He finds nothing, again, and tells them to be careful, again, and Spencer wants to run him over with a car, or maybe something less illegal, like ask him why the hell he talks to them like he's some shady PI with no resources or jurisdiction over anything.
Her shoulders slump the second she sets foot inside her house, exhaustion setting and showing deep in her bones. She briefly considers taking a shower, but she's genuinely concerned she may pass out there, and that would just make things more difficult for everyone.
She drags herself upstairs instead, carelessly tossing her bag and keys in the direction of the couch, toeing her shoes off on the landing halfway up the staircase. She washes her make-up off as well as she can without any willingness to be thorough, forgoes face creams and rubs her skin dry with a towel until it's tender around her nose and red over her cheeks.
There's some homework due tomorrow she hasn't gone over yet, and she sits on her bed with it, thankful it's all technical stuff, Maths and Chemistry problems—things she doesn't have to think about in depth or talk about inspiringly.
She's putting it all away to get ready for bed when she hears a knock on her open bedroom door and a soft, "Hey."
Melissa's standing there, looking like she's not just passing by on her way elsewhere, and Spencer stares for a second, just—surprised. She doesn't know why she's so surprised. Melissa does live here, even if she spends most of her time in the barn; there haven't been any outright declarations of war on either of their parts since she came back from Philadelphia. Of course, for that sort of thing to happen, they would have had to talk to each other at some point—a possibility Melissa's steered clear of.
"I thought you weren't speaking to me," Spencer says calmly, and sits on her bed again. She hopes Melissa takes it in the spirit it was offered; Spencer's not trying to be confrontational at all. She's too tired to resent Melissa's behavior. It's so time-consuming. Besides, she can't throw stones when it comes to trusting your family members above all.

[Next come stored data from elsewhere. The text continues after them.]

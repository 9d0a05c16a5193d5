//! Writing datasets into a database through a [`RowSink`]

use std::collections::HashSet;

use tracing::{debug, info};

use crate::dataset::DataSet;
use crate::error::{Error, Result};
use crate::registry::fold_name;
use crate::schema::TableMetadata;
use crate::sink::RowSink;
use crate::table::read_row;
use crate::value::Value;

/// How a dataset is applied to the database
#[derive(Debug, Clone, Copy, PartialEq, Eq)]
pub enum DatabaseOperation {
    /// Do nothing
    None,
    /// Insert every row
    Insert,
    /// Update every row by primary key
    Update,
    /// Update rows that exist, insert the others
    Refresh,
    /// Delete every dataset row by primary key
    Delete,
    /// Delete all rows of every dataset table
    DeleteAll,
    /// Truncate every dataset table
    Truncate,
    /// [`DeleteAll`](Self::DeleteAll) followed by [`Insert`](Self::Insert)
    CleanInsert,
}

/// Work done by an operation
#[derive(Debug, Clone, Copy, Default, PartialEq, Eq)]
pub struct OperationStats {
    /// Tables touched
    pub tables: usize,
    /// Rows written or removed
    pub rows: usize,
}

impl DatabaseOperation {
    /// Apply `dataset` to `sink`
    ///
    /// Inserting operations walk tables in dataset order; deleting ones walk
    /// them in reverse so that children go before their parents.
    pub fn execute(self, sink: &mut dyn RowSink, dataset: &dyn DataSet) -> Result<OperationStats> {
        let stats = match self {
            DatabaseOperation::None => OperationStats::default(),
            DatabaseOperation::Insert
            | DatabaseOperation::Update
            | DatabaseOperation::Refresh
            | DatabaseOperation::Delete => self.execute_rows(sink, dataset)?,
            DatabaseOperation::DeleteAll | DatabaseOperation::Truncate => {
                self.execute_tables(sink, dataset)?
            }
            DatabaseOperation::CleanInsert => {
                let deleted = DatabaseOperation::DeleteAll.execute(sink, dataset)?;
                let inserted = DatabaseOperation::Insert.execute(sink, dataset)?;
                OperationStats {
                    tables: inserted.tables,
                    rows: deleted.rows + inserted.rows,
                }
            }
        };
        info!(operation = ?self, tables = stats.tables, rows = stats.rows, "operation complete");
        Ok(stats)
    }

    fn needs_primary_key(self) -> bool {
        matches!(
            self,
            DatabaseOperation::Update | DatabaseOperation::Refresh | DatabaseOperation::Delete
        )
    }

    /// Row-by-row operations
    fn execute_rows(self, sink: &mut dyn RowSink, dataset: &dyn DataSet) -> Result<OperationStats> {
        let mut iter = if self == DatabaseOperation::Delete {
            dataset.reverse_iter()?
        } else {
            dataset.iter()?
        };

        let mut stats = OperationStats::default();
        while iter.next()? {
            let table = iter.table()?;
            let metadata = sink.resolve_metadata(table.metadata())?;
            if self.needs_primary_key() && !metadata.has_primary_key() {
                return Err(Error::NoPrimaryKey(metadata.table_name().to_string()));
            }

            let mut rows = 0usize;
            while let Some(values) = read_row(table.as_ref(), rows)? {
                let values = cast_row(&metadata, values)?;
                self.apply_row(sink, &metadata, &values)?;
                rows += 1;
            }
            debug!(operation = ?self, table = %table.name(), rows, "table applied");
            stats.tables += 1;
            stats.rows += rows;
        }
        Ok(stats)
    }

    fn apply_row(
        self,
        sink: &mut dyn RowSink,
        metadata: &TableMetadata,
        values: &[Value],
    ) -> Result<()> {
        match self {
            DatabaseOperation::Insert => sink.insert_row(metadata, values),
            DatabaseOperation::Update => match sink.update_row(metadata, values)? {
                1 => Ok(()),
                affected => Err(Error::InvalidArgument(format!(
                    "expected 1 row updated in {}, got {affected}",
                    metadata.table_name()
                ))),
            },
            DatabaseOperation::Refresh => {
                if sink.row_exists(metadata, values)? {
                    sink.update_row(metadata, values).map(|_| ())
                } else {
                    sink.insert_row(metadata, values)
                }
            }
            DatabaseOperation::Delete => sink.delete_row(metadata, values).map(|_| ()),
            _ => Ok(()),
        }
    }

    /// Whole-table operations, each table once, in reverse order
    fn execute_tables(
        self,
        sink: &mut dyn RowSink,
        dataset: &dyn DataSet,
    ) -> Result<OperationStats> {
        let mut iter = dataset.reverse_iter()?;
        let mut seen = HashSet::new();
        let mut stats = OperationStats::default();
        while iter.next()? {
            let metadata = iter.table_metadata()?;
            let key = fold_name(metadata.table_name(), dataset.is_case_sensitive()).into_owned();
            if !seen.insert(key) {
                continue;
            }
            if self == DatabaseOperation::Truncate {
                sink.truncate(&metadata)?;
            } else {
                sink.delete_all(&metadata)?;
            }
            stats.tables += 1;
        }
        Ok(stats)
    }
}

/// Coerce every value to its column's type
fn cast_row(metadata: &TableMetadata, values: Vec<Value>) -> Result<Vec<Value>> {
    metadata
        .columns()
        .iter()
        .zip(values)
        .map(|(column, value)| column.data_type.type_cast(&value))
        .collect()
}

Melissa takes a couple of steps into the room, leaving the door ajar. She stands near Spencer's nightstand and touches her thumb to the forest-shaped clock behind Spencer's real one. It stopped working years ago, but she's always liked having it there, something to counteract the sleek, cold look of her alarm clock.
It has no particular connection to Melissa, except that they both got one when Spencer was eight. It's not the only thing they each got one of, back then. There's a pair of flats in the back of her closet Spencer wishes she could still wear. What Melissa's doing—more than anything else, it looks like lingering. Like she managed to get here and now she's not sure what to say.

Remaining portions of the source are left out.